UNA FIDUCIA DA RITROVARE
Francesca (nome di fantasia) ha raccontato sul Corriere della Sera di mercoledì una triste storia di indifferenza romana. Molestata sessualmente, è riuscita con difficoltà a far fermare l’aggressore, dinanzi al disinteresse generale, ma il magistrato, una donna alla quale aveva sporto denuncia insieme ad altre malcapitate le ha detto che l’arresto non era possibile perché mancava la flagranza di reato. In questi giorni si assiste a una levata di scudi delle forze politiche e dell’opinione pubblica contro la decisione della magistratura di rimettere in libertà Rodolfo Fiesoli, condannato per violenze e abusi sessuali su adulti e minori, ma rimesso in libertà dalla Cassazione perché la sentenza, definitiva, non è ancora accompagnata da una pena definitivamente fissata. Banalmente si potrebbe osservare che la sua libertà provvisoria è dovuta a buoni avvocati. Politici e società civile hanno comprensibilmente gridato allo scandalo. «È uno scandalo, cambiamo la legge», hanno dichiarato al Corriere Fiorentino i presidenti della commissioni Giustizia di Camera e Senato, Giulia Sarti del M5S e Andrea Ostellari della Lega, che ha aggiunto «leggi chiare, sentenze veloci, colpevoli in galera». La capogruppo di Forza Italia alla Camera Mariastella Gelmini ha richiesto l’istituzione di una commissione parlamentare d’inchiesta sul Forteto. Uno slogan, quello di Ostellari, accettato da tutti, dinanzi al grave problema del cattivo funzionamento della giustizia in Italia. Ben venga la possibilità di contrastare le storture procedurali con nuove leggi. E non c’è chi non veda l’esigenza forte di restituire ai cittadini la fiducia nella giustizia, sempre più vacillante. Tuttavia le paure e le proteste successive alla scarcerazione di Fiesoli, provenienti soprattutto dalle sue vittime e dai lavoratori del Forteto, segnalano un male più serio. La persistente presenza nel Mugello di posizioni di potere vicine al presunto guru della comunità. Preoccupa che il tessuto di connivenze costruito da Fiesoli con tragiche violenze su giovani indifesi sia ancora attivo e che la sua scarcerazione lo faccia apparire quasi come un vincitore, contribuendo a isolare le vittime.

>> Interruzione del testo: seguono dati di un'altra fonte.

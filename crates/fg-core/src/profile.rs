//! Per-vertex runtime profiling records.

/// Handshake statistics gathered for one stream port during a profiling run.
///
/// Produced by an external collector; function-valued constants are computed
/// from an ordered slice of these (one per relevant vertex).
#[derive(Clone, Copy, Debug, Default, PartialEq, Eq, Hash)]
#[cfg_attr(feature = "serde", derive(serde::Serialize, serde::Deserialize))]
pub struct VertexProfile {
    pub elements: u32,
    pub valids: u32,
    pub readies: u32,
    pub transfers: u32,
    pub packets: u32,
    pub cycles: u32,
}

impl VertexProfile {
    /// Fraction of cycles in which a transfer happened (0 when nothing was measured).
    pub fn utilization(&self) -> f64 {
        if self.cycles == 0 {
            return 0.0;
        }
        f64::from(self.transfers) / f64::from(self.cycles)
    }
}
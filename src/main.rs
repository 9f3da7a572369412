//! Entry point for benessere, a seasonal nutrition and fitness planner.
//!
//! This binary loads environment variables, sets up logging, parses CLI
//! arguments via [`cli`], and dispatches to the appropriate subcommand handler.

mod catalog;
mod cli;
mod completion;
mod config;
mod constants;
mod context;
mod foods;
mod format;
mod plan;
mod profile;
mod prompt;
mod provider;
mod session;

use anyhow::Result;
use tracing_subscriber::{layer::SubscriberExt, util::SubscriberInitExt, EnvFilter};

/// Installs the stderr log subscriber. `RUST_LOG` wins over `--verbose`.
fn init_logging(verbose: bool) {
    let default_filter = if verbose { "benessere=debug,warn" } else { "warn" };
    let filter =
        EnvFilter::try_from_default_env().unwrap_or_else(|_| EnvFilter::new(default_filter));

    tracing_subscriber::registry()
        .with(filter)
        .with(
            tracing_subscriber::fmt::layer()
                .with_target(false)
                .with_writer(std::io::stderr),
        )
        .init();
}

/// Runs the benessere CLI.
///
/// Loads `.env` files (silently ignored if absent), parses command-line
/// arguments into a [`cli::Cli`] struct, and dispatches the chosen
/// subcommand via [`cli::run`].
#[tokio::main(flavor = "current_thread")]
async fn main() -> Result<()> {
    dotenvy::dotenv().ok();
    let cli = cli::parse();
    init_logging(cli.verbose);
    cli::run(cli).await
}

Qui il funzionamento della giustizia c’entra poco. Se la cooperativa si fosse realmente rinnovata, allontanando tutti coloro che sostenevano Fiesoli, e nella società mugellana le vittime fossero apparse come vincitori di una battaglia contro soprusi inaccettabili e disumani, non ci sarebbero ancora queste paure. Forse bisogna davvero commissariare l’azienda, richiesta formalizzata ieri. In ogni caso, un paese civile non si riconosce soltanto dal grado di efficienza della macchina giudiziaria, che in Italia garantisce tutti i cittadini fino a sentenza definitiva, ma per la sua capacità di produrre anticorpi sociali dinanzi ai comportamenti violenti e criminali.